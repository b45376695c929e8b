//! Password value object - Domain layer password handling.
//!
//! Centralizes the Argon2 configuration so registration, login and the
//! admin bootstrap hash and verify the same way.

use argon2::{
    password_hash::{rand_core::OsRng, PasswordHash, PasswordHasher, PasswordVerifier, SaltString},
    Argon2,
};
use once_cell::sync::Lazy;

use crate::config::MIN_PASSWORD_LENGTH;
use crate::errors::{AppError, AppResult};

/// Hash verified when a login identifier matches no account, so a miss costs
/// the same as a wrong password.
static DUMMY_HASH: Lazy<Option<String>> =
    Lazy::new(|| Password::hash("chia-timing-equalizer").ok());

/// Password value object that handles hashing and verification.
#[derive(Clone)]
pub struct Password {
    hash: String,
}

// Don't expose hash in debug output
impl std::fmt::Debug for Password {
    fn fmt(&self, f: &mut std::fmt::Formatter<'_>) -> std::fmt::Result {
        f.debug_struct("Password")
            .field("hash", &"[REDACTED]")
            .finish()
    }
}

impl Password {
    /// Create a new password by hashing the plain text.
    ///
    /// # Errors
    /// Returns a validation error if the password is shorter than
    /// [`MIN_PASSWORD_LENGTH`].
    pub fn new(plain_text: &str) -> AppResult<Self> {
        if plain_text.chars().count() < MIN_PASSWORD_LENGTH {
            return Err(AppError::validation(format!(
                "La contraseña debe tener al menos {} caracteres",
                MIN_PASSWORD_LENGTH
            )));
        }

        let hash = Self::hash(plain_text)?;
        Ok(Self { hash })
    }

    /// Create a Password from an existing hash (from database).
    pub fn from_hash(hash: String) -> Self {
        Self { hash }
    }

    /// Get the hash string for storage.
    pub fn as_str(&self) -> &str {
        &self.hash
    }

    /// Consume and return the hash string.
    pub fn into_string(self) -> String {
        self.hash
    }

    /// Verify a plain text password against this hash.
    ///
    /// A malformed stored hash verifies as `false`.
    pub fn verify(&self, plain_text: &str) -> bool {
        Self::verify_hash(plain_text, &self.hash).unwrap_or(false)
    }

    /// Burn one verification against a throwaway hash. Always `false`.
    pub fn verify_dummy(plain_text: &str) -> bool {
        if let Some(hash) = DUMMY_HASH.as_deref() {
            let _ = Self::verify_hash(plain_text, hash);
        }
        false
    }

    fn hash(plain_text: &str) -> AppResult<String> {
        let salt = SaltString::generate(&mut OsRng);
        let hash = Self::argon2()
            .hash_password(plain_text.as_bytes(), &salt)
            .map_err(|e| AppError::internal(format!("Password hash failed: {}", e)))?;
        Ok(hash.to_string())
    }

    fn verify_hash(plain_text: &str, hash: &str) -> AppResult<bool> {
        let parsed = PasswordHash::new(hash)
            .map_err(|e| AppError::internal(format!("Invalid hash format: {}", e)))?;
        Ok(Self::argon2()
            .verify_password(plain_text.as_bytes(), &parsed)
            .is_ok())
    }

    #[inline]
    fn argon2() -> Argon2<'static> {
        Argon2::default()
    }
}

impl From<Password> for String {
    fn from(password: Password) -> Self {
        password.hash
    }
}

impl PartialEq for Password {
    fn eq(&self, other: &Self) -> bool {
        self.hash == other.hash
    }
}

impl Eq for Password {}

#[cfg(test)]
mod tests {
    use super::*;

    #[test]
    fn test_password_hash_and_verify() {
        let password = Password::new("clave-segura").unwrap();

        assert!(password.verify("clave-segura"));
        assert!(!password.verify("otra-clave"));
    }

    #[test]
    fn test_hash_is_not_plaintext() {
        let password = Password::new("pw").unwrap();
        assert_ne!(password.as_str(), "pw");
        assert!(password.as_str().starts_with("$argon2"));
    }

    #[test]
    fn test_password_from_hash() {
        let hash = Password::new("restaurada").unwrap().into_string();
        let restored = Password::from_hash(hash);
        assert!(restored.verify("restaurada"));
    }

    #[test]
    fn test_same_password_different_salts() {
        let pass1 = Password::new("igual").unwrap();
        let pass2 = Password::new("igual").unwrap();

        assert_ne!(pass1.as_str(), pass2.as_str());
        assert!(pass1.verify("igual"));
        assert!(pass2.verify("igual"));
    }

    #[test]
    fn test_empty_password_rejected() {
        assert!(matches!(Password::new(""), Err(AppError::Validation(_))));
    }

    #[test]
    fn test_single_character_accepted() {
        assert!(Password::new("a").is_ok());
    }

    #[test]
    fn test_malformed_hash_never_verifies() {
        let broken = Password::from_hash("not-a-phc-string".into());
        assert!(!broken.verify("anything"));
    }

    #[test]
    fn test_dummy_verification_always_fails() {
        assert!(!Password::verify_dummy("chia-timing-equalizer"));
    }
}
■ ■ ■ ■ ■
#### Assignment:
Using the listing above, gather each line that holds the string "equalizer" and copy it.

#### Exercise response:
    Lazy::new(|| Password::hash("chia-timing-equalizer").ok());
        assert!(!Password::verify_dummy("chia-timing-equalizer"));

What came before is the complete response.